(EXERCISE DATA)
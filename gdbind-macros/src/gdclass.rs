// Core gdclass macro expansion: parses #[gdclass(parent = Type)] on a struct
// with #[base], #[export(...)] and #[init(...)] fields and generates the
// EngineClass/ExtensionClass impls plus the inventory registration.

use proc_macro2::{Span, TokenStream};
use quote::quote;
use syn::punctuated::Punctuated;
use syn::{Expr, Fields, Ident, ItemStruct, Lit, Meta, Token, parse2};

// ---------------------------------------------------------------------------
// Attribute parsing
// ---------------------------------------------------------------------------

const LEVELS: [&str; 4] = ["Core", "Servers", "Scene", "Editor"];

/// Parsed #[gdclass(...)] attributes.
struct GdClassArgs {
    parent_path: syn::Path,
    level: Ident,
    is_abstract: bool,
}

fn parse_gdclass_args(attr: TokenStream) -> syn::Result<GdClassArgs> {
    let metas: Punctuated<Meta, Token![,]> =
        syn::parse::Parser::parse2(Punctuated::<Meta, Token![,]>::parse_terminated, attr)?;

    let mut parent_path: Option<syn::Path> = None;
    let mut level = Ident::new("Scene", Span::call_site());
    let mut is_abstract = false;
    for meta in &metas {
        match meta {
            Meta::NameValue(nv) if nv.path.is_ident("parent") => {
                let Expr::Path(expr_path) = &nv.value else {
                    return Err(syn::Error::new_spanned(
                        &nv.value,
                        "`parent` must be a type path, not a string literal.\n\n\
                         Example: #[gdclass(parent = Node3D)]",
                    ));
                };
                parent_path = Some(expr_path.path.clone());
            }
            Meta::NameValue(nv) if nv.path.is_ident("level") => {
                let ident = match &nv.value {
                    Expr::Path(p) => p.path.get_ident().cloned(),
                    _ => None,
                };
                match ident {
                    Some(ident) if LEVELS.contains(&ident.to_string().as_str()) => level = ident,
                    _ => {
                        return Err(syn::Error::new_spanned(
                            &nv.value,
                            "`level` must be one of Core, Servers, Scene, Editor",
                        ));
                    }
                }
            }
            Meta::Path(p) if p.is_ident("is_abstract") => is_abstract = true,
            other => {
                return Err(syn::Error::new_spanned(other, "unknown #[gdclass] argument"));
            }
        }
    }

    let parent_path = parent_path.ok_or_else(|| {
        syn::Error::new(
            Span::call_site(),
            "#[gdclass] requires a `parent` attribute naming the engine parent class.\n\n\
             Example:\n\
             \x20   #[gdclass(parent = Node3D)]\n\
             \x20   pub struct MyNode { ... }",
        )
    })?;
    Ok(GdClassArgs {
        parent_path,
        level,
        is_abstract,
    })
}

/// Options parsed from #[export(...)].
#[derive(Default)]
struct ExportArgs {
    read_only: bool,
    hint: Option<Expr>,
    hint_string: Option<String>,
}

fn parse_export_args(attr: &syn::Attribute) -> syn::Result<ExportArgs> {
    let mut args = ExportArgs::default();
    // #[export] with no parens
    if matches!(attr.meta, Meta::Path(_)) {
        return Ok(args);
    }
    let nested = attr.parse_args_with(Punctuated::<Meta, Token![,]>::parse_terminated)?;
    for meta in &nested {
        match meta {
            Meta::Path(p) if p.is_ident("read_only") => args.read_only = true,
            Meta::NameValue(nv) if nv.path.is_ident("hint") => args.hint = Some(nv.value.clone()),
            Meta::NameValue(nv) if nv.path.is_ident("hint_string") => match &nv.value {
                Expr::Lit(syn::ExprLit {
                    lit: Lit::Str(s), ..
                }) => args.hint_string = Some(s.value()),
                _ => {
                    return Err(syn::Error::new_spanned(
                        &nv.value,
                        "hint_string must be a string literal, e.g. hint_string = \"0,10\"",
                    ));
                }
            },
            other => return Err(syn::Error::new_spanned(other, "unknown #[export] option")),
        }
    }
    Ok(args)
}

fn parse_init_default(attr: &syn::Attribute) -> syn::Result<Expr> {
    let nested = attr.parse_args_with(Punctuated::<Meta, Token![,]>::parse_terminated)?;
    for meta in &nested {
        if let Meta::NameValue(nv) = meta {
            if nv.path.is_ident("default") {
                return Ok(nv.value.clone());
            }
        }
    }
    Err(syn::Error::new_spanned(
        attr,
        "#[init] expects `default = <expr>`, e.g. #[init(default = 0.5)]",
    ))
}

// ---------------------------------------------------------------------------
// Field classification
// ---------------------------------------------------------------------------

struct ClassField {
    ident: Ident,
    ty: syn::Type,
    is_base: bool,
    export: Option<ExportArgs>,
    default_expr: Option<Expr>,
}

const HELPER_ATTRS: [&str; 3] = ["base", "export", "init"];

// ---------------------------------------------------------------------------
// Code generation
// ---------------------------------------------------------------------------

pub fn expand_gdclass(attr: TokenStream, item: TokenStream) -> syn::Result<TokenStream> {
    let args = parse_gdclass_args(attr)?;
    let mut input: ItemStruct = parse2(item)?;

    let struct_name = input.ident.clone();
    let struct_name_str = struct_name.to_string();

    if !input.generics.params.is_empty() {
        return Err(syn::Error::new_spanned(
            &input.generics,
            "#[gdclass] structs cannot be generic: the engine sees one class per struct",
        ));
    }

    let mut fields: Vec<ClassField> = Vec::new();
    match &mut input.fields {
        Fields::Named(named) => {
            for field in named.named.iter_mut() {
                let Some(ident) = field.ident.clone() else {
                    continue;
                };
                let mut class_field = ClassField {
                    ident,
                    ty: field.ty.clone(),
                    is_base: false,
                    export: None,
                    default_expr: None,
                };
                for attr in &field.attrs {
                    if attr.path().is_ident("base") {
                        class_field.is_base = true;
                    } else if attr.path().is_ident("export") {
                        class_field.export = Some(parse_export_args(attr)?);
                    } else if attr.path().is_ident("init") {
                        class_field.default_expr = Some(parse_init_default(attr)?);
                    }
                }
                if class_field.is_base && (class_field.export.is_some() || class_field.default_expr.is_some()) {
                    return Err(syn::Error::new_spanned(
                        &field.ty,
                        "the #[base] field cannot also be #[export] or #[init]",
                    ));
                }
                field
                    .attrs
                    .retain(|a| !HELPER_ATTRS.iter().any(|name| a.path().is_ident(name)));
                fields.push(class_field);
            }
        }
        Fields::Unit => {}
        Fields::Unnamed(_) => {
            return Err(syn::Error::new_spanned(
                &input,
                "#[gdclass] requires a struct with named fields.\n\n\
                 Example:\n\
                 \x20   #[gdclass(parent = Node)]\n\
                 \x20   pub struct MyNode {\n\
                 \x20       #[base]\n\
                 \x20       base: Base<MyNode>,\n\
                 \x20   }",
            ));
        }
    }

    let bases: Vec<&ClassField> = fields.iter().filter(|f| f.is_base).collect();
    if bases.len() > 1 {
        return Err(syn::Error::new_spanned(&bases[1].ident, "only one field can be #[base]"));
    }
    let base_field = bases.first().map(|f| &f.ident);

    let parent_path = &args.parent_path;
    let level = &args.level;

    // --- 1. EngineClass / HasParent ---
    let engine_class_impl = quote! {
        impl ::gdbind::runtime::EngineClass for #struct_name {
            const CLASS_NAME: &'static str = #struct_name_str;

            fn class_record() -> &'static ::gdbind::runtime::ClassRecord {
                static RECORD: ::gdbind::runtime::ClassRecord = ::gdbind::runtime::ClassRecord::new(
                    #struct_name_str,
                    Some(<#parent_path as ::gdbind::runtime::EngineClass>::class_record
                        as fn() -> &'static ::gdbind::runtime::ClassRecord),
                    ::gdbind::runtime::Refcount::Inherited,
                );
                &RECORD
            }
        }

        impl ::gdbind::runtime::HasParent for #struct_name {
            type Parent = #parent_path;
        }
    };

    // --- 2. init: base, #[init] defaults, Default::default() for the rest ---
    let init_body = if matches!(input.fields, Fields::Unit) {
        quote! {
            let _ = __base;
            Self
        }
    } else {
        let inits: Vec<TokenStream> = fields
            .iter()
            .map(|f| {
                let ident = &f.ident;
                if f.is_base {
                    quote! { #ident: __base, }
                } else if let Some(expr) = &f.default_expr {
                    quote! { #ident: #expr, }
                } else {
                    quote! { #ident: ::core::default::Default::default(), }
                }
            })
            .collect();
        let discard = if base_field.is_none() {
            quote! { let _ = __base; }
        } else {
            quote! {}
        };
        quote! {
            #discard
            Self { #(#inits)* }
        }
    };

    // --- 3. register: exported properties ---
    let mut register_stmts: Vec<TokenStream> = Vec::new();
    for f in &fields {
        let Some(export) = &f.export else {
            continue;
        };
        let ident = &f.ident;
        let ty = &f.ty;
        let name = ident.to_string();
        let getter = quote! {
            |this: &#struct_name| -> #ty { ::core::clone::Clone::clone(&this.#ident) }
        };
        let setter = quote! {
            |this: &mut #struct_name, value: #ty| this.#ident = value
        };
        register_stmts.push(if export.read_only {
            quote! { builder.read_only_property(#name, #getter); }
        } else if export.hint.is_some() || export.hint_string.is_some() {
            let hint = export
                .hint
                .as_ref()
                .map_or_else(|| quote! { ::gdbind::ffi::PROPERTY_HINT_NONE }, |h| quote! { #h });
            let hint_string = export.hint_string.clone().unwrap_or_default();
            quote! { builder.hinted_property(#name, #hint, #hint_string, #getter, #setter); }
        } else {
            quote! { builder.property(#name, #getter, #setter); }
        });
    }
    if args.is_abstract {
        register_stmts.push(quote! { builder.abstract_class(); });
    }

    let extension_impl = quote! {
        impl ::gdbind::runtime::ExtensionClass for #struct_name {
            const INIT_LEVEL: ::gdbind::runtime::InitializationLevel =
                ::gdbind::runtime::InitializationLevel::#level;

            fn init(__base: ::gdbind::runtime::Base<Self>) -> Self {
                #init_body
            }

            #[allow(unused_variables)]
            fn register(builder: &mut ::gdbind::runtime::ClassBuilder<'_, Self>) {
                #(#register_stmts)*
            }
        }
    };

    // --- 4. Base accessor for #[signal] emitters ---
    let base_accessor = base_field.map(|ident| {
        quote! {
            impl #struct_name {
                #[doc(hidden)]
                pub fn __gdbind_base(&self) -> &::gdbind::runtime::Base<Self> {
                    &self.#ident
                }
            }
        }
    });

    Ok(quote! {
        #input
        #engine_class_impl
        #extension_impl
        #base_accessor

        ::gdbind::__inventory::submit! {
            ::gdbind::runtime::ClassRegistration {
                class: #struct_name_str,
                level: ::gdbind::runtime::InitializationLevel::#level,
                register: ::gdbind::runtime::extension::register::<#struct_name>,
                unregister: ::gdbind::runtime::extension::unregister::<#struct_name>,
            }
        }
    })
}
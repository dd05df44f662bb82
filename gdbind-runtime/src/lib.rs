// gdbind-runtime: safe Rust API over the engine's extension interface.
// All unsafe interface calls are confined to this crate. Generated code and
// user code interact only with the safe types exported here.

pub mod api;
pub mod error;
pub mod logging;
pub mod ffi_guard;
pub mod sync;
pub mod registry;
pub mod call_frame;
pub mod marshal;
pub mod variant;
pub mod builtin;
pub mod class;
pub mod gd;
pub mod method_bind;
pub mod classes;
pub mod extension;

mod builtin_fns;

#[cfg(any(test, feature = "mock-engine"))]
pub mod testing;

// Re-export the primary public API surface.
pub use api::{api, init_api, is_api_initialized};
pub use error::{BindError, BindResult, check_engine};
pub use logging::{LOG_ERROR, LOG_INFO, LOG_WARNING};
pub use ffi_guard::ffi_boundary;
pub use registry::{Pin, PointerRegistry, registry};
pub use call_frame::CallFrame;
pub use variant::{FromVariant, ToVariant, Variant, VariantKind};
pub use class::{ClassRecord, EngineClass, HasParent, Refcount};
pub use gd::Gd;
pub use method_bind::{DynamicCall, MethodSpec};
pub use extension::{
    Base, ClassBuilder, ClassDescriptor, ClassImplRegistration, ClassRegistration, ExtensionClass,
    live_instances,
};

// Re-export interface types needed by generated code.
pub use gdbind_ffi::{InitializationLevel, ObjectPtr, VariantType};

/// Tear down everything the core level set up: unregister remaining
/// classes, release every registry slot, forget cached method ids and drop
/// host closures. Pins minted before this call are refused afterwards.
pub fn deinitialize_core() {
    let classes = extension::unregister_all();
    let released = registry().cycle();
    class::reset_caches();
    builtin::clear_closures();
    crate::glog!(
        LOG_INFO,
        "[gdbind] core deinitialized ({classes} classes unregistered, {released} slots released)"
    );
}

(DIRECTIONS) Find and copy each line of the data where "other" is present.

(RESULT FOR THIS EXERCISE)
            other => {
                return Err(syn::Error::new_spanned(other, "unknown #[gdclass] argument"));
            other => return Err(syn::Error::new_spanned(other, "unknown #[export] option")),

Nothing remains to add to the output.